[Records contained in a dataset]

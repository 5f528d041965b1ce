use std::collections::HashSet;

use chrono::{DateTime, Utc};
use field_geo::LatLng;
use serde::{Deserialize, Serialize};

// ─── Waypoint Catalogue ──────────────────────────────────────────────────────

#[derive(Debug, Clone, Serialize, Deserialize)]
pub struct Waypoint {
    pub id: String,
    pub user_id: String,
    pub name: String,
    #[serde(flatten)]
    pub pos: LatLng,
    #[serde(rename = "type", skip_serializing_if = "Option::is_none")]
    pub waypoint_type: Option<String>,
    #[serde(skip_serializing_if = "Option::is_none")]
    pub color: Option<String>,
    #[serde(skip_serializing_if = "Option::is_none")]
    pub icon: Option<String>,
    pub created_at: DateTime<Utc>,
}

// ─── Trips, Visits, Observations ─────────────────────────────────────────────

#[derive(Debug, Clone, Copy, PartialEq, Eq, Serialize, Deserialize)]
#[serde(rename_all = "snake_case")]
pub enum TripStatus {
    Planned,
    InProgress,
    Completed,
    Cancelled,
}

#[derive(Debug, Clone, Serialize, Deserialize)]
pub struct Trip {
    pub trip_id: String,
    pub user_id: String,
    pub title: String,
    pub target_species: String,
    pub status: TripStatus,
    #[serde(skip_serializing_if = "Option::is_none")]
    pub planned_date: Option<DateTime<Utc>>,
    #[serde(skip_serializing_if = "Option::is_none")]
    pub start_time: Option<DateTime<Utc>>,
    #[serde(skip_serializing_if = "Option::is_none")]
    pub end_time: Option<DateTime<Utc>>,
    #[serde(skip_serializing_if = "Option::is_none")]
    pub duration_hours: Option<f64>,
    #[serde(skip_serializing_if = "Option::is_none")]
    pub weather: Option<String>,
    #[serde(skip_serializing_if = "Option::is_none")]
    pub temperature: Option<f64>,
    #[serde(skip_serializing_if = "Option::is_none")]
    pub wind_speed: Option<f64>,
    pub success: bool,
    pub planned_waypoints: Vec<String>,
    pub visited_waypoints: Vec<String>,
    pub observations_count: u32,
    #[serde(skip_serializing_if = "Option::is_none")]
    pub notes: Option<String>,
    pub created_at: DateTime<Utc>,
    #[serde(skip_serializing_if = "Option::is_none")]
    pub updated_at: Option<DateTime<Utc>>,
}

#[derive(Debug, Clone, Serialize, Deserialize)]
pub struct WaypointVisit {
    pub visit_id: String,
    pub user_id: String,
    pub waypoint_id: String,
    pub waypoint_name: String,
    #[serde(skip_serializing_if = "Option::is_none")]
    pub trip_id: Option<String>,
    pub arrival_time: DateTime<Utc>,
    #[serde(skip_serializing_if = "Option::is_none")]
    pub departure_time: Option<DateTime<Utc>>,
    #[serde(skip_serializing_if = "Option::is_none")]
    pub duration_minutes: Option<f64>,
    #[serde(skip_serializing_if = "Option::is_none")]
    pub weather: Option<String>,
    /// Observed animal activity on a 0–10 scale.
    #[serde(skip_serializing_if = "Option::is_none")]
    pub activity_level: Option<u8>,
    pub success: bool,
    pub observations_count: u32,
    #[serde(skip_serializing_if = "Option::is_none")]
    pub notes: Option<String>,
    pub created_at: DateTime<Utc>,
}

#[derive(Debug, Clone, Copy, PartialEq, Eq, Serialize, Deserialize)]
#[serde(rename_all = "snake_case")]
pub enum ObservationType {
    Sighting,
    Tracks,
    Sounds,
    Signs,
    Harvest,
}

#[derive(Debug, Clone, Serialize, Deserialize)]
pub struct Observation {
    pub observation_id: String,
    pub user_id: String,
    #[serde(skip_serializing_if = "Option::is_none")]
    pub trip_id: Option<String>,
    #[serde(skip_serializing_if = "Option::is_none")]
    pub waypoint_id: Option<String>,
    pub observation_type: ObservationType,
    pub species: String,
    pub count: u32,
    #[serde(skip_serializing_if = "Option::is_none")]
    pub distance_meters: Option<f64>,
    #[serde(skip_serializing_if = "Option::is_none")]
    pub direction: Option<String>,
    #[serde(skip_serializing_if = "Option::is_none")]
    pub behavior: Option<String>,
    #[serde(skip_serializing_if = "Option::is_none")]
    pub location: Option<LatLng>,
    #[serde(skip_serializing_if = "Option::is_none")]
    pub notes: Option<String>,
    pub timestamp: DateTime<Utc>,
}

/// Denormalized completed-trip record for read-heavy consumers. This is the
/// snapshot the WQS calculator scores against.
#[derive(Debug, Clone, Serialize, Deserialize)]
pub struct TripProjection {
    pub trip_id: String,
    pub user_id: String,
    pub date: DateTime<Utc>,
    pub species: String,
    #[serde(skip_serializing_if = "Option::is_none")]
    pub pos: Option<LatLng>,
    pub duration_hours: f64,
    #[serde(skip_serializing_if = "Option::is_none")]
    pub weather_conditions: Option<String>,
    #[serde(skip_serializing_if = "Option::is_none")]
    pub temperature: Option<f64>,
    pub success: bool,
    pub observations: u32,
    pub created_at: DateTime<Utc>,
}

// ─── Location Tracking ───────────────────────────────────────────────────────

#[derive(Debug, Clone, Serialize, Deserialize)]
pub struct LocationSample {
    pub id: String,
    pub user_id: String,
    #[serde(skip_serializing_if = "Option::is_none")]
    pub session_id: Option<String>,
    #[serde(flatten)]
    pub pos: LatLng,
    #[serde(skip_serializing_if = "Option::is_none")]
    pub accuracy: Option<f64>,
    #[serde(skip_serializing_if = "Option::is_none")]
    pub altitude: Option<f64>,
    #[serde(skip_serializing_if = "Option::is_none")]
    pub heading: Option<f64>,
    #[serde(skip_serializing_if = "Option::is_none")]
    pub speed: Option<f64>,
    pub timestamp: DateTime<Utc>,
}

#[derive(Debug, Clone, Serialize, Deserialize)]
pub struct TrackingSession {
    pub session_id: String,
    pub user_id: String,
    pub started_at: DateTime<Utc>,
    #[serde(skip_serializing_if = "Option::is_none")]
    pub ended_at: Option<DateTime<Utc>>,
    pub locations_count: u32,
    pub distance_km: f64,
    pub active: bool,
}

// ─── Push ────────────────────────────────────────────────────────────────────

#[derive(Debug, Clone, Serialize, Deserialize)]
pub struct PushSubscription {
    pub endpoint: String,
    pub keys: std::collections::HashMap<String, String>,
    pub updated_at: DateTime<Utc>,
}

#[derive(Debug, Clone, Serialize, Deserialize)]
pub struct PushNotification {
    pub title: String,
    pub body: String,
    #[serde(skip_serializing_if = "Option::is_none")]
    pub icon: Option<String>,
    #[serde(skip_serializing_if = "Option::is_none")]
    pub url: Option<String>,
    #[serde(skip_serializing_if = "Option::is_none")]
    pub tag: Option<String>,
    #[serde(skip_serializing_if = "Option::is_none")]
    pub data: Option<serde_json::Value>,
}

#[derive(Debug, Clone, Copy, PartialEq, Eq, Serialize, Deserialize)]
#[serde(rename_all = "snake_case")]
pub enum DeliveryStatus {
    Journaled,
    Delivered,
    Deferred,
    FailedSubscriptionGone,
    FailedTransient,
}

#[derive(Debug, Clone, Serialize, Deserialize)]
pub struct NotificationRecord {
    pub id: String,
    pub user_id: String,
    pub notification: PushNotification,
    pub sent_at: DateTime<Utc>,
    pub read: bool,
    pub status: DeliveryStatus,
}

// ─── Proximity Alerts ────────────────────────────────────────────────────────

#[derive(Debug, Clone, Copy, PartialEq, Eq, PartialOrd, Serialize, Deserialize)]
#[serde(rename_all = "snake_case")]
pub enum Classification {
    Weak,
    Standard,
    Good,
    Hotspot,
}

impl Classification {
    /// Band thresholds apply to the already-rounded total score.
    pub fn from_score(total_score: f64) -> Self {
        if total_score >= 75.0 {
            Classification::Hotspot
        } else if total_score >= 55.0 {
            Classification::Good
        } else if total_score >= 35.0 {
            Classification::Standard
        } else {
            Classification::Weak
        }
    }

    pub fn as_str(&self) -> &'static str {
        match self {
            Classification::Hotspot => "hotspot",
            Classification::Good => "good",
            Classification::Standard => "standard",
            Classification::Weak => "weak",
        }
    }
}

#[derive(Debug, Clone, Serialize, Deserialize)]
pub struct ProximityAlert {
    pub waypoint_id: String,
    pub waypoint_name: String,
    pub waypoint_type: String,
    pub distance_meters: f64,
    #[serde(skip_serializing_if = "Option::is_none")]
    pub wqs_score: Option<f64>,
    pub classification: Classification,
    pub alert_type: String,
    pub message: String,
}

/// Dedup ledger row. One exists for `(user_id, waypoint_id)` iff an alert was
/// emitted for that pair within the cool-down window.
#[derive(Debug, Clone, Serialize, Deserialize)]
pub struct ProximityAlertRecord {
    pub user_id: String,
    pub waypoint_id: String,
    pub alert: ProximityAlert,
    pub created_at: DateTime<Utc>,
}

// ─── WQS Reports ─────────────────────────────────────────────────────────────

#[derive(Debug, Clone, Serialize, Deserialize)]
pub struct WaypointQualityScore {
    pub waypoint_id: String,
    pub waypoint_name: String,
    pub total_score: f64,
    pub success_history_score: f64,
    pub weather_score: f64,
    pub activity_score: f64,
    pub accessibility_score: f64,
    pub total_visits: u32,
    pub successful_visits: u32,
    pub success_rate: f64,
    #[serde(skip_serializing_if = "Option::is_none")]
    pub last_visit: Option<DateTime<Utc>>,
    pub classification: Classification,
}

#[derive(Debug, Clone, Serialize, Deserialize)]
pub struct HeatmapPoint {
    #[serde(flatten)]
    pub pos: LatLng,
    pub intensity: f64,
    pub waypoint_id: String,
    pub waypoint_name: String,
    pub wqs: f64,
}

#[derive(Debug, Clone, Serialize, Deserialize)]
pub struct SuccessForecast {
    pub probability: f64,
    pub confidence: String,
    #[serde(skip_serializing_if = "Option::is_none")]
    pub best_waypoint: Option<WaypointQualityScore>,
    pub favorable_conditions: Vec<String>,
    pub unfavorable_conditions: Vec<String>,
}

// ─── Live Heading View ───────────────────────────────────────────────────────

#[derive(Debug, Clone, Copy, PartialEq, Eq, Serialize, Deserialize)]
#[serde(rename_all = "snake_case")]
pub enum HeadingState {
    Active,
    Paused,
    Ended,
}

#[derive(Debug, Clone, Serialize, Deserialize)]
pub struct GeoPosition {
    #[serde(flatten)]
    pub pos: LatLng,
    #[serde(skip_serializing_if = "Option::is_none")]
    pub altitude: Option<f64>,
    #[serde(skip_serializing_if = "Option::is_none")]
    pub accuracy: Option<f64>,
    pub heading: f64,
    #[serde(skip_serializing_if = "Option::is_none")]
    pub speed: Option<f64>,
}

#[derive(Debug, Clone, Serialize, Deserialize)]
pub struct ViewCone {
    pub aperture_degrees: f64,
    pub range_meters: f64,
    pub direction: f64,
    /// Apex followed by the arc points, regenerated on every move.
    pub vertices: Vec<LatLng>,
}

#[derive(Debug, Clone, Serialize, Deserialize)]
pub struct WindData {
    pub direction_deg: f64,
    pub speed_kmh: f64,
    #[serde(skip_serializing_if = "Option::is_none")]
    pub gusts_kmh: Option<f64>,
    pub favorable: bool,
    #[serde(skip_serializing_if = "Option::is_none")]
    pub notes: Option<String>,
}

#[derive(Debug, Clone, Serialize, Deserialize)]
pub struct Poi {
    pub id: String,
    pub name: String,
    #[serde(flatten)]
    pub pos: LatLng,
    #[serde(rename = "type", skip_serializing_if = "Option::is_none")]
    pub poi_type: Option<String>,
    #[serde(skip_serializing_if = "Option::is_none")]
    pub icon: Option<String>,
    #[serde(skip_serializing_if = "Option::is_none")]
    pub color: Option<String>,
    pub priority: u8,
    pub visible_in_cone: bool,
    pub distance_m: f64,
    pub bearing: f64,
    pub relative_angle: f64,
}

#[derive(Debug, Clone, Copy, PartialEq, Eq, Serialize, Deserialize)]
#[serde(rename_all = "snake_case")]
pub enum HeadingAlertType {
    WindChange,
    PoiNearby,
}

#[derive(Debug, Clone, Copy, PartialEq, Eq, Serialize, Deserialize)]
#[serde(rename_all = "snake_case")]
pub enum AlertPriority {
    High,
    Medium,
    Low,
}

#[derive(Debug, Clone, Serialize, Deserialize)]
pub struct HeadingAlert {
    pub id: String,
    pub alert_type: HeadingAlertType,
    pub priority: AlertPriority,
    pub title: String,
    pub message: String,
    #[serde(skip_serializing_if = "Option::is_none")]
    pub distance_m: Option<f64>,
    #[serde(skip_serializing_if = "Option::is_none")]
    pub bearing: Option<f64>,
    pub acknowledged: bool,
    pub created_at: DateTime<Utc>,
}

#[derive(Debug, Clone, Serialize, Deserialize)]
pub struct HeadingSession {
    pub id: String,
    pub user_id: String,
    pub state: HeadingState,
    pub position: GeoPosition,
    pub view_cone: ViewCone,
    #[serde(skip_serializing_if = "Option::is_none")]
    pub wind: Option<WindData>,
    pub visible_pois: Vec<Poi>,
    pub alerts: Vec<HeadingAlert>,
    pub pois_visited: Vec<String>,
    pub started_at: DateTime<Utc>,
    pub last_update: DateTime<Utc>,
    #[serde(skip_serializing_if = "Option::is_none")]
    pub ended_at: Option<DateTime<Utc>>,
    pub duration_seconds: i64,
    pub distance_traveled_m: f64,
}

#[derive(Debug, Clone, Serialize, Deserialize)]
pub struct HeadingSummary {
    pub session_id: String,
    pub user_id: String,
    pub duration_seconds: i64,
    pub distance_traveled_m: f64,
    pub pois_visited: usize,
    pub alerts_received: usize,
    pub started_at: DateTime<Utc>,
    pub ended_at: DateTime<Utc>,
}

// ─── Group Sharing & Chat ────────────────────────────────────────────────────

#[derive(Debug, Clone, Serialize, Deserialize)]
pub struct GroupMember {
    pub group_id: String,
    pub user_id: String,
    pub user_name: String,
    pub joined_at: DateTime<Utc>,
}

#[derive(Debug, Clone, Serialize, Deserialize)]
pub struct GroupPositionShare {
    pub group_id: String,
    pub user_id: String,
    #[serde(flatten)]
    pub pos: LatLng,
    #[serde(skip_serializing_if = "Option::is_none")]
    pub heading: Option<f64>,
    pub status: String,
    pub is_sharing: bool,
    pub updated_at: DateTime<Utc>,
}

#[derive(Debug, Clone, Copy, PartialEq, Eq, Serialize, Deserialize)]
#[serde(rename_all = "snake_case")]
pub enum MessageType {
    Text,
    Image,
    Location,
    Spot,
    Event,
    Alert,
}

#[derive(Debug, Clone, Serialize, Deserialize)]
pub struct ChatMessage {
    pub id: String,
    pub group_id: String,
    pub sender_id: String,
    pub message_type: MessageType,
    pub content: String,
    #[serde(skip_serializing_if = "Option::is_none")]
    pub location: Option<LatLng>,
    #[serde(skip_serializing_if = "Option::is_none")]
    pub alert_type: Option<String>,
    pub created_at: DateTime<Utc>,
    #[serde(default)]
    pub read_by: HashSet<String>,
    #[serde(default)]
    pub is_deleted: bool,
}

// ─── Users (external mirror) ─────────────────────────────────────────────────

/// The core only ever consumes these four fields of a user; accounts live in
/// an external service.
#[derive(Debug, Clone, Serialize, Deserialize)]
pub struct UserProfile {
    pub user_id: String,
    pub name: String,
    pub email: String,
    pub role: String,
}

## [What the task requires]
Every line above that includes "HashSet" counts toward one total; give that total by itself.

## [Problem solution]
2